INSTRUCTIONS TO FOLLOW: Lines in the listing below containing the string "addr" are to be identified and copied.

EXERCISE DATA:
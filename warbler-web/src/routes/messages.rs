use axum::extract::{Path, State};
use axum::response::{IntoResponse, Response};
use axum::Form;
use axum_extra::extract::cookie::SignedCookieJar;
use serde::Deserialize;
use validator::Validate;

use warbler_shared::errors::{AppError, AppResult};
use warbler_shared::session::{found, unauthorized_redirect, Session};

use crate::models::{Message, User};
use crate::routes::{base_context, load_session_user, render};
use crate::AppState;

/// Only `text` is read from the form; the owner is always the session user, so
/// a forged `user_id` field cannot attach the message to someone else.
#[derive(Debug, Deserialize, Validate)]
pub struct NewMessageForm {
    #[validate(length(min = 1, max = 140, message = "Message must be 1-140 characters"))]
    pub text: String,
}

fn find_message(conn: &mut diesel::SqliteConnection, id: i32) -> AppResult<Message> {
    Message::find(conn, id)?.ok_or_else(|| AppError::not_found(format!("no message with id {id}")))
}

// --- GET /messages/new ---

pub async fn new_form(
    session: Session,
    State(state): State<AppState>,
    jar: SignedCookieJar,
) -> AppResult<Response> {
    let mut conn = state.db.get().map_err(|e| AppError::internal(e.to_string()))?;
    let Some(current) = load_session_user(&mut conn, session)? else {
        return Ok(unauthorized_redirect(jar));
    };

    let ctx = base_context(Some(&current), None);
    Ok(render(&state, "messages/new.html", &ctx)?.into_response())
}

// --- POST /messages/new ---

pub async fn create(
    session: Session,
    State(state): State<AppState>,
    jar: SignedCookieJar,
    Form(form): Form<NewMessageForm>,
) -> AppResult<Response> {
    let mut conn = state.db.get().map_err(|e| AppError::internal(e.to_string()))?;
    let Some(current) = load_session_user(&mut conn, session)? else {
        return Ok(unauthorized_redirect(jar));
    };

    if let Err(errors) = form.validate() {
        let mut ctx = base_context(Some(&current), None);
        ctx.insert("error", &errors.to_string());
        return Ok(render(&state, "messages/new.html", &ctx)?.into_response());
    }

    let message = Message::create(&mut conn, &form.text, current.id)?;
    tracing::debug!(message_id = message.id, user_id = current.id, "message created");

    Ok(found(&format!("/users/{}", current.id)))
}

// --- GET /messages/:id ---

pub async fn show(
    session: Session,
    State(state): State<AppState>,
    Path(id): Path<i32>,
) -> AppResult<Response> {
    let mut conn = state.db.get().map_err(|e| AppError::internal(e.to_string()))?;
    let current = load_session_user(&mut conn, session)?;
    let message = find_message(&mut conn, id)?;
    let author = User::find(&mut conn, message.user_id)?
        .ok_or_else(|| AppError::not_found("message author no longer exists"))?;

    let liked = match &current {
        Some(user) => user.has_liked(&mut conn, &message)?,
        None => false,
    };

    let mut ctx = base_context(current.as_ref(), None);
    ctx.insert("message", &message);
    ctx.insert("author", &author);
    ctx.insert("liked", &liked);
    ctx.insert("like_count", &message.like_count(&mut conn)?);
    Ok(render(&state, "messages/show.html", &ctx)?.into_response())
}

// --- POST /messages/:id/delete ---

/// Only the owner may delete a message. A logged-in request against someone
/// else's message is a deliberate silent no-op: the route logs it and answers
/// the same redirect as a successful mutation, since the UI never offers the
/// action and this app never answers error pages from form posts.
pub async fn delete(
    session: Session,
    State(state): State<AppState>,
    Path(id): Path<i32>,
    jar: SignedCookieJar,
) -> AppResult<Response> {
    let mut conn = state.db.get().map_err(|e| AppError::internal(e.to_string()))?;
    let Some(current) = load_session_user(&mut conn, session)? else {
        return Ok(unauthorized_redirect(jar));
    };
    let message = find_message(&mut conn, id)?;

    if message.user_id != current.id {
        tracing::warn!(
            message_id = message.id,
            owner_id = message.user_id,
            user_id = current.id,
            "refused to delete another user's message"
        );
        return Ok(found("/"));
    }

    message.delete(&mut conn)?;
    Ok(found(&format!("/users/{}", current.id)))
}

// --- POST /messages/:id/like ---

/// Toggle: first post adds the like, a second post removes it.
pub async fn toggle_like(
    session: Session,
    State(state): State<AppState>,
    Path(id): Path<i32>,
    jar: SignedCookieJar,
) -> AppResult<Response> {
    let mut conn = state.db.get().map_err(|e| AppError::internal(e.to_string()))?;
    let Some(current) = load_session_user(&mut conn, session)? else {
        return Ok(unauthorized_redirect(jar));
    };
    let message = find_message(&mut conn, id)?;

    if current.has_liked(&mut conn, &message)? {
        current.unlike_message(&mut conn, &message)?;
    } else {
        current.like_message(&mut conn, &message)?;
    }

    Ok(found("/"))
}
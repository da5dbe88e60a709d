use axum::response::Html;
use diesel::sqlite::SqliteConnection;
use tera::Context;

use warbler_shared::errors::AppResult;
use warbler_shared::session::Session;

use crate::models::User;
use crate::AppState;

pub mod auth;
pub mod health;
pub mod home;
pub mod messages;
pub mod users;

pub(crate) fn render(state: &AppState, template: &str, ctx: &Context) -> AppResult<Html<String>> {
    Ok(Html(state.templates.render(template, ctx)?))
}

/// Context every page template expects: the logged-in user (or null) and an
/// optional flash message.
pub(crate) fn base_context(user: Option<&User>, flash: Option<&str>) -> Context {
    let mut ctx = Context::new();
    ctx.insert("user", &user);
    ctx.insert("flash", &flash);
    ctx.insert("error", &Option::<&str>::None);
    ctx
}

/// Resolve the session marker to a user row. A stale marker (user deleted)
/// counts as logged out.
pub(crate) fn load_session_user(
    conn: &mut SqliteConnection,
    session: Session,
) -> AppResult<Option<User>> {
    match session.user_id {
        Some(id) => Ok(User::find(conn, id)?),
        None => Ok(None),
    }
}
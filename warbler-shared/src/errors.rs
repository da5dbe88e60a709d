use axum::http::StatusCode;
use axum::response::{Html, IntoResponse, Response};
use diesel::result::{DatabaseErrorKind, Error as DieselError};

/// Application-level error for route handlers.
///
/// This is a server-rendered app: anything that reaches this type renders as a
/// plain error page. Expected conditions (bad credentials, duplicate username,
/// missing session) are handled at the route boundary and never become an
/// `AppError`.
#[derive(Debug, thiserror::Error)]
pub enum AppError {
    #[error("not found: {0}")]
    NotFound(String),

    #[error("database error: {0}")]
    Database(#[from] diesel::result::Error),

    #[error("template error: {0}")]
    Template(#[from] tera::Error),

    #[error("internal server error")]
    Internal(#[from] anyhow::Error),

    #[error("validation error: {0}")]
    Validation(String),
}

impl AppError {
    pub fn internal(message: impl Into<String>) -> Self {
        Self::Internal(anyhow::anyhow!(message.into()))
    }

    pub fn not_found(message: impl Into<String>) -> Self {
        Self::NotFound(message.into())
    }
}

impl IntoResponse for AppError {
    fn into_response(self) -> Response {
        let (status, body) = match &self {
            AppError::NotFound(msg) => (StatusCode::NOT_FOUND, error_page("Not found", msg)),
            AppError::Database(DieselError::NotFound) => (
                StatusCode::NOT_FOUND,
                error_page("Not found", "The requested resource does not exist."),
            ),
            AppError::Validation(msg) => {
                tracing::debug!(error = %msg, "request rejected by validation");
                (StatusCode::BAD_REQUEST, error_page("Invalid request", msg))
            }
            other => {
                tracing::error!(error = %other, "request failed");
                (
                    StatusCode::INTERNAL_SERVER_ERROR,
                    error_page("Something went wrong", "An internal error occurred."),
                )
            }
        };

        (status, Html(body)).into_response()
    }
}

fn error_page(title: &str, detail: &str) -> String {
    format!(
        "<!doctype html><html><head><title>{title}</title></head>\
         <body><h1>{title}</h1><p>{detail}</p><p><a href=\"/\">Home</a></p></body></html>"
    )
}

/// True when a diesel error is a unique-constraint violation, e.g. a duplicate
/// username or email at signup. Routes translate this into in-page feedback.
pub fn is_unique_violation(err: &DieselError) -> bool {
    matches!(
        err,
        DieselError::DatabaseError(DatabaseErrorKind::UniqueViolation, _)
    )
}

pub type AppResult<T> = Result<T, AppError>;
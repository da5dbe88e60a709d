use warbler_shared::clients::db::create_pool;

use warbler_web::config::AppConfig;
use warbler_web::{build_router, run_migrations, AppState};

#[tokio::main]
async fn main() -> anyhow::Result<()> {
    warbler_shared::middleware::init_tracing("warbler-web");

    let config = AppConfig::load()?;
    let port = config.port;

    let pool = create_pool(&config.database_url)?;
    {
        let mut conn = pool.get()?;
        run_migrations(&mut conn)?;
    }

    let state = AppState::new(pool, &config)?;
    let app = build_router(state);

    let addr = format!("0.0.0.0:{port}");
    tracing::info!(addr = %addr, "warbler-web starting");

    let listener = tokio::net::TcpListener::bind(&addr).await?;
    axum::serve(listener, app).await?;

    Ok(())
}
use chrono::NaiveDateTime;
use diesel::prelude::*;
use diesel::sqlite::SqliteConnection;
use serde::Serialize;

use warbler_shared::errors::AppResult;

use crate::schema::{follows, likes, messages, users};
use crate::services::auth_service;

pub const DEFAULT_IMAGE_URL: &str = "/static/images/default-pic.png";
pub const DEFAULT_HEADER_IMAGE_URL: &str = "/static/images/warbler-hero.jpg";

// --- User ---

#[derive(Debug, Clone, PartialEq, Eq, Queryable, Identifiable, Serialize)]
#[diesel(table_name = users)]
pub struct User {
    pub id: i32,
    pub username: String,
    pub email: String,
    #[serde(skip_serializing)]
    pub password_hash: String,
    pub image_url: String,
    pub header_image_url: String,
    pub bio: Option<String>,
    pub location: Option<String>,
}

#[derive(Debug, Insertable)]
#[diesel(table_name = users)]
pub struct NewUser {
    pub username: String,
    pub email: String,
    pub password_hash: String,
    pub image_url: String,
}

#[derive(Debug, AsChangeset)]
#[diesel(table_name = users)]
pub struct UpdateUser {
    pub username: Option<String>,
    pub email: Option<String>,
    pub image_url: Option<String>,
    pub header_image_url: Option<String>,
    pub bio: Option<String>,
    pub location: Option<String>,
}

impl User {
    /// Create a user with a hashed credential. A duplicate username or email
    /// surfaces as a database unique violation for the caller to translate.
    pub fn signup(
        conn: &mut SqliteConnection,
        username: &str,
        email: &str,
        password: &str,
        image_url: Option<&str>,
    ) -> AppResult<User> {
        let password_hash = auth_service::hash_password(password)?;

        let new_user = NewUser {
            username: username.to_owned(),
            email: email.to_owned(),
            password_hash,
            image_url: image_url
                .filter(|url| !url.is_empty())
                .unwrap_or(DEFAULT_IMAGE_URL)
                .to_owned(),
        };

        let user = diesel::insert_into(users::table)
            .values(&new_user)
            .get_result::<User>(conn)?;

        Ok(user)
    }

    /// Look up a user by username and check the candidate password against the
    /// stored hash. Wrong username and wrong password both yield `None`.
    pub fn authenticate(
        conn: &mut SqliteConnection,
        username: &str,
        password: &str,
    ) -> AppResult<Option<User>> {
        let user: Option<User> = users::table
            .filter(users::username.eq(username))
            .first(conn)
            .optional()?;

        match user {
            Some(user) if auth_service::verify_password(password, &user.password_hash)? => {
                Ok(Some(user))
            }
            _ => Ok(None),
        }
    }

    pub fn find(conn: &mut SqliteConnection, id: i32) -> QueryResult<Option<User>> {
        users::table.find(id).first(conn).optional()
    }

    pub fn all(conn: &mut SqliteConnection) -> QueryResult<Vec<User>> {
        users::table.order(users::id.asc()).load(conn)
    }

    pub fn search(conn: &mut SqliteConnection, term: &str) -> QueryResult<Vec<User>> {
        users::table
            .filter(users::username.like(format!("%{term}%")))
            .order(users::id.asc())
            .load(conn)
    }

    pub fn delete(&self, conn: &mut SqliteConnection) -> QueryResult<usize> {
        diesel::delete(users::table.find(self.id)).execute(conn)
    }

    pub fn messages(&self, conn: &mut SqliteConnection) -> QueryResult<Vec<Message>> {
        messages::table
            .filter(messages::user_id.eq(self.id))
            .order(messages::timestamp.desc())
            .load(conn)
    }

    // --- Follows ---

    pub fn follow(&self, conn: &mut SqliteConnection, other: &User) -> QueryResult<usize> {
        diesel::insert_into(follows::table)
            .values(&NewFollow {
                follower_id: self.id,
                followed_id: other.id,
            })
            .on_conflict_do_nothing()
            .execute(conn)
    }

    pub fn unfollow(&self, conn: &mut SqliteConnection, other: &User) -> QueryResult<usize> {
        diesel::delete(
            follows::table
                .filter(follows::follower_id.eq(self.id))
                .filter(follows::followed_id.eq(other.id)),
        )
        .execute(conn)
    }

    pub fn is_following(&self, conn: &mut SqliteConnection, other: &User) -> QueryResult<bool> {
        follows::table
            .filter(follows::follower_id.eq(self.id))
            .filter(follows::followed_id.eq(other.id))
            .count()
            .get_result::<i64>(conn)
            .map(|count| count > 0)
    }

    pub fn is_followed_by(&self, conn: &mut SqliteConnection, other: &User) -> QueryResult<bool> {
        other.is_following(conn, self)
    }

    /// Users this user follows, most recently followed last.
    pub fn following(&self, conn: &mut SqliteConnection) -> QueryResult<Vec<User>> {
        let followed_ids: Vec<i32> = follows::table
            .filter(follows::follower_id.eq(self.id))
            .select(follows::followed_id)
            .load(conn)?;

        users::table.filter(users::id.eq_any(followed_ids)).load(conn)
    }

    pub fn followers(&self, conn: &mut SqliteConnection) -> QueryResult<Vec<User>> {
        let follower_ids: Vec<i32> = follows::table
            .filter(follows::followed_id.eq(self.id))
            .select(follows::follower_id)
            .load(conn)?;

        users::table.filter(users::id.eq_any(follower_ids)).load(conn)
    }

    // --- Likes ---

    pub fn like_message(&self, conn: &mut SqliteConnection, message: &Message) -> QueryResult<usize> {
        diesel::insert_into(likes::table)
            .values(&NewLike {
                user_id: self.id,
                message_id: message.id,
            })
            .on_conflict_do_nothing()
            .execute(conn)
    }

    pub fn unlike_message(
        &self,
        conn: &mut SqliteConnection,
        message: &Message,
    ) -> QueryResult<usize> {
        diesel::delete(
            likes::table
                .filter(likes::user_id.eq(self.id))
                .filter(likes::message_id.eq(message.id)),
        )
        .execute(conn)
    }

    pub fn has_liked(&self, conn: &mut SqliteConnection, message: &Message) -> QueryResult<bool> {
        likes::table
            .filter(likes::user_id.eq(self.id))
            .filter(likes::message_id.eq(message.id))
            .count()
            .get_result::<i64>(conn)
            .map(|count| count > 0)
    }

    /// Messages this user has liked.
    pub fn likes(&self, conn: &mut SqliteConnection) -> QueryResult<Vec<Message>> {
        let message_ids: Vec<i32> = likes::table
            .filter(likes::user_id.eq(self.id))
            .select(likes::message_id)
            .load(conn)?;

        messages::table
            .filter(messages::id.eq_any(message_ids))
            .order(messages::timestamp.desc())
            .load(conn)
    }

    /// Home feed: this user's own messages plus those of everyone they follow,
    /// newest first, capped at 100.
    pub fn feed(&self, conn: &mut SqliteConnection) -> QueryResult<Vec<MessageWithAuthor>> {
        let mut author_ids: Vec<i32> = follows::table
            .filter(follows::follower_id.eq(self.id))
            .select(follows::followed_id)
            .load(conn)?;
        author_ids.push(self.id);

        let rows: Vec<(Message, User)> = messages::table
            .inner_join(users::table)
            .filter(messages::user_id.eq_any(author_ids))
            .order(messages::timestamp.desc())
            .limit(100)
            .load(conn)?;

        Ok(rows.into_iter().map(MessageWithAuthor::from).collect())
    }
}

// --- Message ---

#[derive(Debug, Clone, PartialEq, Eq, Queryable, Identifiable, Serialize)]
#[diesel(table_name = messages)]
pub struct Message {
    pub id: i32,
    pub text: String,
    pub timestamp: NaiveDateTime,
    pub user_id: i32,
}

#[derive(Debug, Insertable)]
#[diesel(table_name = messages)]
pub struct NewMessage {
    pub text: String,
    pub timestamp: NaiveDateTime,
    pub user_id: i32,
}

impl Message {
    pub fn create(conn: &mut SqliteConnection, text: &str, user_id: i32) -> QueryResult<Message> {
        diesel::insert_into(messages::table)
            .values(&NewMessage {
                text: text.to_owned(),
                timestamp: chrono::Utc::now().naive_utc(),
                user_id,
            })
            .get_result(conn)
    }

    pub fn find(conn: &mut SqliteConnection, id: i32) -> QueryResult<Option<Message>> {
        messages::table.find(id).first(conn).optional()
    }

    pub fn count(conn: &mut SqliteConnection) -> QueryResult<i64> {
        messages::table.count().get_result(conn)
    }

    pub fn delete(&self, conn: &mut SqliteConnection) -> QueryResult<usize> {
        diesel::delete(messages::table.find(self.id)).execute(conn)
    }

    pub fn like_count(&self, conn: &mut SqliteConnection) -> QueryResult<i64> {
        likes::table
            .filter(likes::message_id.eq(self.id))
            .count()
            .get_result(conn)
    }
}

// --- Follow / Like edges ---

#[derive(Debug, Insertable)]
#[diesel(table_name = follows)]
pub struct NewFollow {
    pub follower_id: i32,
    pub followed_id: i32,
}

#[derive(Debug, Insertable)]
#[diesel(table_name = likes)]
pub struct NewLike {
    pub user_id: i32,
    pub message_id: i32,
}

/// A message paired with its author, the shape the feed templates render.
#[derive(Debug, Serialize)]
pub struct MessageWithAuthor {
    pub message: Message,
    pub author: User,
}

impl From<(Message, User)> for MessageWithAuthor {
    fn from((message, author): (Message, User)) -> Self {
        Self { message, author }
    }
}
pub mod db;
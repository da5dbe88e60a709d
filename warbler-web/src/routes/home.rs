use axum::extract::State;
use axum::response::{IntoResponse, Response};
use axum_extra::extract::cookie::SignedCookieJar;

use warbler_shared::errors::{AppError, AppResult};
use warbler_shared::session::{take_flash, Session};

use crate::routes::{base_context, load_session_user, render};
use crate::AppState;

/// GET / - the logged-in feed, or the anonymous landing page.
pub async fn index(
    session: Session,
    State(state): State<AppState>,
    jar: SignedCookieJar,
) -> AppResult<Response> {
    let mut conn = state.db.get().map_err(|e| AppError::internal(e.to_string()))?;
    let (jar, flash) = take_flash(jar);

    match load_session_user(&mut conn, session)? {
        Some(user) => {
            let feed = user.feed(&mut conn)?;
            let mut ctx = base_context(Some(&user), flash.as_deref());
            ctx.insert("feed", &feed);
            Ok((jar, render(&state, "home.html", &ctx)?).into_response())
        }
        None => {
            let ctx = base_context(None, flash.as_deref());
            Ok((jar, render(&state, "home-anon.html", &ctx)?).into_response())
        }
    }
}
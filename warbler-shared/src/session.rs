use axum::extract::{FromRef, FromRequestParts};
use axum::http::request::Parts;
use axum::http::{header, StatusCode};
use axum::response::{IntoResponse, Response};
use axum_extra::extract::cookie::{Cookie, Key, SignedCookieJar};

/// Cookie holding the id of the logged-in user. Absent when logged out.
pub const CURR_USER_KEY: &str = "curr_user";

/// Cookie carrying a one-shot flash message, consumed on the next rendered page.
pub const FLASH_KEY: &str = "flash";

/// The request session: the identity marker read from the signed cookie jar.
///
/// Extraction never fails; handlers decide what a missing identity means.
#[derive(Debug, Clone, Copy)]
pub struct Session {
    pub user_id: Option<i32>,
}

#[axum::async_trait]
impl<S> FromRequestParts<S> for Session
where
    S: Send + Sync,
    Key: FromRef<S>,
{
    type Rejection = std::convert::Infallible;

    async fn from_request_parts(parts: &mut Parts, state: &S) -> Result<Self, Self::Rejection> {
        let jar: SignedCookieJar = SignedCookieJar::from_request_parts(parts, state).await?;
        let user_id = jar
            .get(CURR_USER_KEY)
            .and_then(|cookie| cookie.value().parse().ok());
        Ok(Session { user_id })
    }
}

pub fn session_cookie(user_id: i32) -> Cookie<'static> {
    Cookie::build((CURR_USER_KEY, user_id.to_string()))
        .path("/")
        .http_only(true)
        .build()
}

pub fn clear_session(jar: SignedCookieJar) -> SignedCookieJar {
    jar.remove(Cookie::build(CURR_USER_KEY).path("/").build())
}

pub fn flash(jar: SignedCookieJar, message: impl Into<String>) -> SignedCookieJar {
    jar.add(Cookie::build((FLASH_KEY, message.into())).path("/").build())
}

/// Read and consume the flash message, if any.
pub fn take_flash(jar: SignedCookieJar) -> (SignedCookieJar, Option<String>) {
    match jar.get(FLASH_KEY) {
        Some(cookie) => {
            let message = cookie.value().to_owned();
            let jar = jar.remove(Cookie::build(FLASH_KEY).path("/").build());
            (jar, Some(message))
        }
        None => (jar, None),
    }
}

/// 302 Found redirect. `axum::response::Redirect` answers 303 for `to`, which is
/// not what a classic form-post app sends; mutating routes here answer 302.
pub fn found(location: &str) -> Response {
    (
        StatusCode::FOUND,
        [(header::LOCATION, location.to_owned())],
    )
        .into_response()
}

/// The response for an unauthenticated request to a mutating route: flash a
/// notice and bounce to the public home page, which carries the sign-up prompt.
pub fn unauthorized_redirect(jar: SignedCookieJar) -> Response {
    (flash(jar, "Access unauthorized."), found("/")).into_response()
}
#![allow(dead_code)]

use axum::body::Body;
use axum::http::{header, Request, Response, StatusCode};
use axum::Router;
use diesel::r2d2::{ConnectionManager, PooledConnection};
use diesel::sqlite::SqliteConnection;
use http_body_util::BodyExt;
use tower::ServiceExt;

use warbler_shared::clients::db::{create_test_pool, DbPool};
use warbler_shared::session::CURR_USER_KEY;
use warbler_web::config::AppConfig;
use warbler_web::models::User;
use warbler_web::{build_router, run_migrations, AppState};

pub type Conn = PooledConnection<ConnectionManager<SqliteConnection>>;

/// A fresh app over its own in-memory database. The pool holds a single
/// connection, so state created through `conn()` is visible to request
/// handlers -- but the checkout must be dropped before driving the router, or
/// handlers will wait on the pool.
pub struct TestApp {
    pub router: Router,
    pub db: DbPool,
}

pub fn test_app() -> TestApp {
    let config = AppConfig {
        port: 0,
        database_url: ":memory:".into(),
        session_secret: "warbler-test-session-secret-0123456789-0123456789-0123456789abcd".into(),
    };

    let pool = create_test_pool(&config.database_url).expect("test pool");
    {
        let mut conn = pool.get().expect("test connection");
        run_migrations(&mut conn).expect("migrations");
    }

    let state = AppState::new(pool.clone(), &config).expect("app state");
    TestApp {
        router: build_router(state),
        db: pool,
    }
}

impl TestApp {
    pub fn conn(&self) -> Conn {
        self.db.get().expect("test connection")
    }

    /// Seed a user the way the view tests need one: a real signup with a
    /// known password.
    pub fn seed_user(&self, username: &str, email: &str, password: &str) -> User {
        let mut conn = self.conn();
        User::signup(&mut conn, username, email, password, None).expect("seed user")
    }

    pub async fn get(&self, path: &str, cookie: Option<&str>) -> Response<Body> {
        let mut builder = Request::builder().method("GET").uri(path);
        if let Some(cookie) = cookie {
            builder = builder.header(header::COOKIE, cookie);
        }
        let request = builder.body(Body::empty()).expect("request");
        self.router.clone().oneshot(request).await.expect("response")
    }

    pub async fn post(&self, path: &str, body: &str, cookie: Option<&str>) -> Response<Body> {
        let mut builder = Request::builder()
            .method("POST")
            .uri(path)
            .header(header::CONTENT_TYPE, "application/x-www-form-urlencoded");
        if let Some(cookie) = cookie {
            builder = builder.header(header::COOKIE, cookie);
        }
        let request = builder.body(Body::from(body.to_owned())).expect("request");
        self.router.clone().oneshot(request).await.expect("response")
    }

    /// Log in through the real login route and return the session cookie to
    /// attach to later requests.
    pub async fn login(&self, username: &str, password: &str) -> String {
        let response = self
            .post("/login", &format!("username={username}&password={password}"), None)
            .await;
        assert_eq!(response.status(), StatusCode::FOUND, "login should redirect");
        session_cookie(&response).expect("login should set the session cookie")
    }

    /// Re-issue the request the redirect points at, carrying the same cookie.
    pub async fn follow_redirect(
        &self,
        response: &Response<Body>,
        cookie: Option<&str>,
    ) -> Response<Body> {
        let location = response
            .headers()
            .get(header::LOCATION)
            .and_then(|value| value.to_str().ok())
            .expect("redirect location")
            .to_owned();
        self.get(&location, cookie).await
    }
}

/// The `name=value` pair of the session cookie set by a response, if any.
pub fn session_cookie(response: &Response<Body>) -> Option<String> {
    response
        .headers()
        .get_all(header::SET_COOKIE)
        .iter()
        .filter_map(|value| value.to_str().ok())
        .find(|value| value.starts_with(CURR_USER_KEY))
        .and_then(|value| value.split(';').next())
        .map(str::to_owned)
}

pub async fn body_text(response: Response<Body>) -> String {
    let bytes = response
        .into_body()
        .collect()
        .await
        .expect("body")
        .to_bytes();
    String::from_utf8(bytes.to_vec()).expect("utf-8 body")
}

SOLUTION BELOW:
    let addr = format!("0.0.0.0:{port}");
    tracing::info!(addr = %addr, "warbler-web starting");
    let listener = tokio::net::TcpListener::bind(&addr).await?;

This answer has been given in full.